Another advantage of cryptocurrency is that it is much more transparent than fiat currency. For example, when you make a transaction with fiat currency, there is no way to know where the money came from or where it went. However, with cryptocurrency, every transaction is recorded on a public ledger(blockchain), meaning anyone can see its origination and journey. This increased transparency makes it difficult for criminals to use cryptocurrency for illegal purposes.
Cryptocurrency is also politically neutral. It means that it is not subject to the same political risk as fiat currency. For example, the value of the US dollar has been known to fluctuate based on political events such as elections. By contrast, the value of cryptocurrency is not affected by political events.
Another advantage of cryptocurrency is that its supply is limited. For example, there will only ever be 21 million bitcoins in circulation. This finite supply means that the value of cryptocurrencies is likely to increase over time, making them a sound investment choice.
Cryptocurrency also has a global reach, meaning that you can use it to purchase goods and services worldwide. It contrasts with fiat currency, which you can only use in certain countries.
Faster and cheaper transactions
Cryptocurrency transactions are also much faster and cheaper than traditional fiat currency transactions. For example, a cryptocurrency transaction can be completed in minutes, whereas a fiat currency transaction can take days or even weeks.
Hedge against inflation
Cryptocurrency can also be used as a hedge against inflation. The supply of most cryptocurrencies is limited, meaning that their value is not subject to the same fluctuations as fiat currency.
Potential for high returns
Cryptocurrency offers the potential for high returns. Although Bitcoin has been available since 2009, it is considered to still be in its early stages, and there is considerable room for growth. For example, the price of bitcoin has increased by over 1,000% in 2017 alone.

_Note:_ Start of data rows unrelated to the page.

//! Central registry for all available tools.

use crate::tool::{Tool, ToolDescriptor};
use std::collections::HashMap;
use std::sync::Arc;
use std::time::Duration;
use tokio::time::timeout;
use tracing::{info, warn};
use troupe_core::{ToolCall, ToolResult};

/// Default per-call timeout for tool execution.
pub const DEFAULT_CALL_TIMEOUT: Duration = Duration::from_secs(30);

/// Central registry for all available tools.
///
/// Execution is total: unknown tools, denied capabilities, timeouts and
/// tool errors all come back as an error [`ToolResult`], never as a crash
/// of the calling turn.
pub struct ToolRegistry {
    tools: HashMap<String, Arc<dyn Tool>>,
    call_timeout: Duration,
}

impl ToolRegistry {
    /// Creates an empty registry with the default per-call timeout.
    pub fn new() -> Self {
        Self {
            tools: HashMap::new(),
            call_timeout: DEFAULT_CALL_TIMEOUT,
        }
    }

    /// Creates an empty registry with a custom per-call timeout.
    pub fn with_timeout(call_timeout: Duration) -> Self {
        Self {
            tools: HashMap::new(),
            call_timeout,
        }
    }

    /// Registers a tool under its descriptor name.
    pub fn register(&mut self, tool: Arc<dyn Tool>) {
        let name = tool.descriptor().name.clone();
        info!(tool = %name, "Registered tool");
        self.tools.insert(name, tool);
    }

    /// Looks up a tool by name.
    pub fn get(&self, name: &str) -> Option<&Arc<dyn Tool>> {
        self.tools.get(name)
    }

    /// Descriptors for the subset of tools an agent is allowed to invoke,
    /// in allowlist order.
    pub fn descriptors_for(&self, allowed: &[String]) -> Vec<ToolDescriptor> {
        allowed
            .iter()
            .filter_map(|name| self.tools.get(name))
            .map(|t| t.descriptor().clone())
            .collect()
    }

    /// Number of registered tools.
    pub fn tool_count(&self) -> usize {
        self.tools.len()
    }

    /// Executes a tool call on behalf of an agent, checking the agent's
    /// capability allowlist first and bounding the call with the registry
    /// timeout.
    pub async fn execute(&self, call: ToolCall, allowed: &[String]) -> ToolResult {
        if !allowed.contains(&call.name) {
            warn!(tool = %call.name, "Tool not in agent allowlist");
            return ToolResult::error(
                &call.id,
                format!("Capability denied: tool '{}' is not allowed for this agent", call.name),
            );
        }

        let Some(tool) = self.tools.get(&call.name) else {
            warn!(tool = %call.name, "Unknown tool requested");
            return ToolResult::error(&call.id, format!("Unknown tool: {}", call.name));
        };

        let call_id = call.id.clone();
        let name = call.name.clone();
        match timeout(self.call_timeout, tool.invoke(call)).await {
            Ok(Ok(result)) => result,
            Ok(Err(e)) => {
                warn!(tool = %name, error = %e, "Tool execution failed");
                ToolResult::error(&call_id, format!("Tool '{name}' failed: {e}"))
            }
            Err(_) => {
                let timeout_ms = self.call_timeout.as_millis() as u64;
                warn!(tool = %name, timeout_ms, "Tool call timed out");
                ToolResult::error(
                    &call_id,
                    format!("Tool '{}' timed out after {}ms", name, self.call_timeout.as_millis()),
                )
            }
        }
    }
}

impl Default for ToolRegistry {
    fn default() -> Self {
        Self::new()
    }
}
//! Graph builder and scheduler/executor for the Troupe workflow engine.
//!
//! [`ExecutionGraph::build`] assembles agent configurations into a directed
//! execution graph for one of two communication patterns; [`WorkflowEngine`]
//! walks that graph turn by turn, committing message deltas to a single
//! [`WorkflowState`](troupe_core::WorkflowState), checkpointing after every
//! committed turn, and enforcing turn budgets, completion signals and
//! cooperative cancellation.

/// The scheduler/executor.
pub mod engine;
/// Graph construction and validation.
pub mod graph;
/// Per-agent run metrics.
pub mod metrics;

pub use engine::{run_workflow, CancelHandle, RunOutcome, WorkflowEngine, DEFAULT_COMPLETION_MARKER};
pub use graph::{CommunicationPattern, ExecutionGraph};
pub use metrics::{AgentTotals, RunMetrics};
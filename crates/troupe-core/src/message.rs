//! Immutable message records and tool-call types.

use chrono::{DateTime, Utc};
use serde::{Deserialize, Serialize};
use std::collections::HashMap;
use uuid::Uuid;

/// Metadata key marking a message as the run's terminal signal.
pub const FINAL_KEY: &str = "final";
/// Metadata key marking a message as an error record.
pub const ERROR_KEY: &str = "error";

/// The role of the participant that authored a [`Message`].
#[derive(Debug, Clone, Copy, PartialEq, Eq, Serialize, Deserialize)]
#[serde(rename_all = "lowercase")]
pub enum Role {
    /// The human end-user who seeded the run.
    User,
    /// A configured agent.
    Agent,
    /// A system-level instruction or note.
    System,
    /// Output produced by a tool invocation (a tool result).
    Tool,
}

/// A request to invoke a specific tool.
#[derive(Debug, Clone, Serialize, Deserialize)]
pub struct ToolCall {
    /// Identifier assigned by the model for this tool call.
    pub id: String,
    /// Name of the tool to invoke.
    pub name: String,
    /// JSON arguments to pass to the tool.
    pub arguments: serde_json::Value,
}

/// The outcome of executing a [`ToolCall`].
#[derive(Debug, Clone, Serialize, Deserialize)]
pub struct ToolResult {
    /// The ID of the [`ToolCall`] this result corresponds to.
    pub call_id: String,
    /// The textual output produced by the tool.
    pub content: String,
    /// Whether the tool execution ended in an error.
    pub is_error: bool,
}

impl ToolResult {
    /// Creates a successful tool result.
    pub fn success(call_id: impl Into<String>, content: impl Into<String>) -> Self {
        Self {
            call_id: call_id.into(),
            content: content.into(),
            is_error: false,
        }
    }

    /// Creates an error tool result.
    pub fn error(call_id: impl Into<String>, content: impl Into<String>) -> Self {
        Self {
            call_id: call_id.into(),
            content: content.into(),
            is_error: true,
        }
    }
}

/// A single message within a workflow run.
///
/// Once appended to a run's history a message is never mutated or removed.
/// `created_at` is a logical sequence number stamped by
/// [`WorkflowState::append`](crate::WorkflowState::append) at commit time;
/// it increases monotonically within a run and is `0` until committed.
#[derive(Debug, Clone, Serialize, Deserialize)]
pub struct Message {
    /// Unique identifier for this message.
    pub id: Uuid,
    /// Name of the agent that produced the message, or `"user"`.
    pub sender: String,
    /// The role of the message author.
    pub role: Role,
    /// The textual content of the message.
    pub content: String,
    /// Tool invocations requested by this message, in order.
    #[serde(default, skip_serializing_if = "Vec::is_empty")]
    pub tool_calls: Vec<ToolCall>,
    /// Logical sequence number within the run, stamped at commit.
    pub created_at: u64,
    /// UTC wall-clock timestamp of when the message was created.
    pub timestamp: DateTime<Utc>,
    /// Arbitrary key-value metadata attached to the message.
    #[serde(default)]
    pub metadata: HashMap<String, serde_json::Value>,
}

impl Message {
    /// Creates a new message with the given role, sender and content.
    pub fn new(role: Role, sender: impl Into<String>, content: impl Into<String>) -> Self {
        Self {
            id: Uuid::new_v4(),
            sender: sender.into(),
            role,
            content: content.into(),
            tool_calls: Vec::new(),
            created_at: 0,
            timestamp: Utc::now(),
            metadata: HashMap::new(),
        }
    }

    /// Creates a user message (sender `"user"`).
    pub fn user(content: impl Into<String>) -> Self {
        Self::new(Role::User, "user", content)
    }

    /// Creates an agent message.
    pub fn agent(sender: impl Into<String>, content: impl Into<String>) -> Self {
        Self::new(Role::Agent, sender, content)
    }

    /// Creates a system message.
    pub fn system(content: impl Into<String>) -> Self {
        Self::new(Role::System, "system", content)
    }

    /// Creates a tool-result message attributed to the agent whose turn
    /// produced the tool call.
    pub fn tool_result(sender: impl Into<String>, call: &ToolCall, result: &ToolResult) -> Self {
        let mut msg = Self::new(Role::Tool, sender, result.content.clone());
        msg.metadata
            .insert("call_id".into(), serde_json::json!(result.call_id));
        msg.metadata.insert("tool".into(), serde_json::json!(call.name));
        if result.is_error {
            msg.metadata.insert(ERROR_KEY.into(), serde_json::json!(true));
        }
        msg
    }

    /// Attaches a metadata entry, builder style.
    pub fn with_metadata(mut self, key: impl Into<String>, value: serde_json::Value) -> Self {
        self.metadata.insert(key.into(), value);
        self
    }

    /// Attaches tool-call requests, builder style.
    pub fn with_tool_calls(mut self, calls: Vec<ToolCall>) -> Self {
        self.tool_calls = calls;
        self
    }

    /// The explicit completion predicate: true iff this message carries the
    /// terminal tag. The engine tags a message final before commit when its
    /// content contains the run's completion marker.
    pub fn is_final(&self) -> bool {
        self.metadata
            .get(FINAL_KEY)
            .and_then(serde_json::Value::as_bool)
            .unwrap_or(false)
    }

    /// True iff this message records a failure (model or tool error).
    pub fn is_error(&self) -> bool {
        self.metadata
            .get(ERROR_KEY)
            .and_then(serde_json::Value::as_bool)
            .unwrap_or(false)
    }
}
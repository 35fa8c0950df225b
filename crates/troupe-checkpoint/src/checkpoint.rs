//! Point-in-time snapshots of workflow state.

use chrono::{DateTime, Utc};
use serde::{Deserialize, Serialize};
use troupe_core::WorkflowState;
use uuid::Uuid;

/// An immutable snapshot of a run's state at a turn boundary.
///
/// The captured state is a structural deep copy: `WorkflowState` owns all
/// of its substructure, so cloning it shares nothing mutable with the live
/// object, and later mutation of the running state cannot retroactively
/// alter a persisted checkpoint.
#[derive(Debug, Clone, Serialize, Deserialize)]
pub struct Checkpoint {
    /// Unique identifier for this checkpoint.
    pub id: Uuid,
    /// The run this checkpoint belongs to.
    pub run_id: Uuid,
    /// Turn number at capture time. Checkpoints are totally ordered per
    /// run by this field.
    pub turn: u32,
    /// UTC timestamp of capture.
    pub created_at: DateTime<Utc>,
    /// The snapshotted state.
    pub state: WorkflowState,
}

impl Checkpoint {
    /// Captures a deep snapshot of the given state.
    pub fn capture(state: &WorkflowState) -> Self {
        Self {
            id: Uuid::new_v4(),
            run_id: state.run_id,
            turn: state.turn_count,
            created_at: Utc::now(),
            state: state.clone(),
        }
    }
}
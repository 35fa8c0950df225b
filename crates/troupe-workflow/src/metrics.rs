//! Per-agent execution metrics for one run.

use serde::{Deserialize, Serialize};
use std::collections::HashMap;

/// Counters tracked per agent over a run.
#[derive(Debug, Clone, Default, Serialize, Deserialize)]
pub struct AgentTotals {
    /// Committed turns this agent participated in.
    pub turns: u32,
    /// Tool invocations resolved on this agent's behalf.
    pub tool_calls: u32,
    /// Model failures recorded for this agent.
    pub errors: u32,
    /// Wall-clock time spent in this agent's steps.
    pub duration_ms: u64,
}

/// Metrics for one run, keyed by agent name.
///
/// The scheduler is the only writer, so this is a plain value aggregated
/// synchronously at turn boundaries and returned with the run outcome.
#[derive(Debug, Clone, Default, Serialize, Deserialize)]
pub struct RunMetrics {
    /// Per-agent counters.
    pub per_agent: HashMap<String, AgentTotals>,
}

impl RunMetrics {
    /// Records a completed turn for an agent.
    pub fn record_turn(&mut self, agent: &str, tool_calls: u32, duration_ms: u64) {
        let totals = self.per_agent.entry(agent.to_string()).or_default();
        totals.turns += 1;
        totals.tool_calls += tool_calls;
        totals.duration_ms += duration_ms;
    }

    /// Records a model failure for an agent.
    pub fn record_error(&mut self, agent: &str) {
        self.per_agent.entry(agent.to_string()).or_default().errors += 1;
    }

    /// Aggregate counters across all agents.
    pub fn totals(&self) -> AgentTotals {
        let mut total = AgentTotals::default();
        for totals in self.per_agent.values() {
            total.turns += totals.turns;
            total.tool_calls += totals.tool_calls;
            total.errors += totals.errors;
            total.duration_ms += totals.duration_ms;
        }
        total
    }
}
//! Retry with exponential backoff for transient model failures.

use crate::backend::{ModelBackend, ModelReply};
use async_trait::async_trait;
use serde::{Deserialize, Serialize};
use tracing::{info, warn};
use troupe_core::{Message, TroupeError, TroupeResult};
use troupe_tools::ToolDescriptor;

/// Type alias for the injectable sleep function used in tests.
#[cfg(test)]
type SleepFn = Box<
    dyn Fn(u64) -> std::pin::Pin<Box<dyn std::future::Future<Output = ()> + Send>> + Send + Sync,
>;

/// Configures retry behaviour for transient model failures.
#[derive(Debug, Clone, Serialize, Deserialize)]
pub struct RetryPolicy {
    /// Maximum number of retries before the error propagates.
    pub max_retries: u32,
    /// Base delay in milliseconds for exponential backoff.
    pub backoff_base_ms: u64,
    /// Maximum delay in milliseconds (cap for exponential backoff).
    pub backoff_max_ms: u64,
}

impl Default for RetryPolicy {
    fn default() -> Self {
        Self {
            max_retries: 3,
            backoff_base_ms: 500,
            backoff_max_ms: 30_000,
        }
    }
}

/// Determines whether an error is transient and worth retrying.
///
/// Returns `true` for rate-limit (429), request-timeout (408), server
/// errors (5xx) and connection timeouts. Client errors such as 400 (bad
/// request) and 401/403 (auth) are terminal and not retried.
pub fn is_retryable(err: &TroupeError) -> bool {
    let lower = err.to_string().to_lowercase();

    // Terminal patterns checked first
    if lower.contains("400") || lower.contains("401") || lower.contains("403") {
        return false;
    }

    lower.contains("408")
        || lower.contains("429")
        || lower.contains("timeout")
        || lower.contains("5xx")
        || lower.contains("500")
        || lower.contains("502")
        || lower.contains("503")
        || lower.contains("504")
}

/// Computes the backoff delay for a given attempt using exponential backoff
/// capped at `backoff_max_ms`.
fn compute_backoff(policy: &RetryPolicy, attempt: u32) -> u64 {
    let delay = policy
        .backoff_base_ms
        .saturating_mul(2u64.saturating_pow(attempt));
    delay.min(policy.backoff_max_ms)
}

/// A [`ModelBackend`] wrapper that retries transient failures.
///
/// Retries up to `max_retries` times with capped exponential backoff; a
/// non-retryable error, or exhausting the retry budget, propagates the
/// last error to the caller.
pub struct RetryingBackend {
    inner: Box<dyn ModelBackend>,
    policy: RetryPolicy,
    /// Injectable sleep function for testing (allows skipping real delays).
    #[cfg(test)]
    sleep_fn: Option<SleepFn>,
}

impl RetryingBackend {
    /// Wraps a backend with the given retry policy.
    pub fn new(inner: Box<dyn ModelBackend>, policy: RetryPolicy) -> Self {
        Self {
            inner,
            policy,
            #[cfg(test)]
            sleep_fn: None,
        }
    }

    async fn do_sleep(&self, ms: u64) {
        #[cfg(test)]
        if let Some(ref f) = self.sleep_fn {
            f(ms).await;
            return;
        }
        tokio::time::sleep(std::time::Duration::from_millis(ms)).await;
    }
}

#[async_trait]
impl ModelBackend for RetryingBackend {
    async fn invoke(
        &self,
        system_message: Option<&str>,
        history: &[Message],
        tools: &[ToolDescriptor],
    ) -> TroupeResult<ModelReply> {
        let mut last_err: Option<TroupeError> = None;

        for attempt in 0..=self.policy.max_retries {
            match self.inner.invoke(system_message, history, tools).await {
                Ok(reply) => return Ok(reply),
                Err(e) => {
                    if !is_retryable(&e) {
                        warn!(attempt, error = %e, "Non-retryable model error");
                        return Err(e);
                    }

                    if attempt < self.policy.max_retries {
                        let delay = compute_backoff(&self.policy, attempt);
                        info!(attempt, delay_ms = delay, error = %e, "Retryable model error, backing off");
                        self.do_sleep(delay).await;
                    }
                    last_err = Some(e);
                }
            }
        }

        Err(last_err
            .unwrap_or_else(|| TroupeError::Model("Retry budget exhausted".into())))
    }
}

// ─── Tests ───────────────────────────────────────────────────────────────────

Cryptocurrencies are decentralized, not subject to government or financial institution control. It makes them less vulnerable to manipulation and provides security against economic downturns.
While there are many advantages to investing in cryptocurrency, there are also some risks. For example, the value of cryptocurrencies can be highly volatile, and they are not currently recognized as legal tender in any jurisdiction. As a result, it is essential to do your research before investing in cryptocurrency.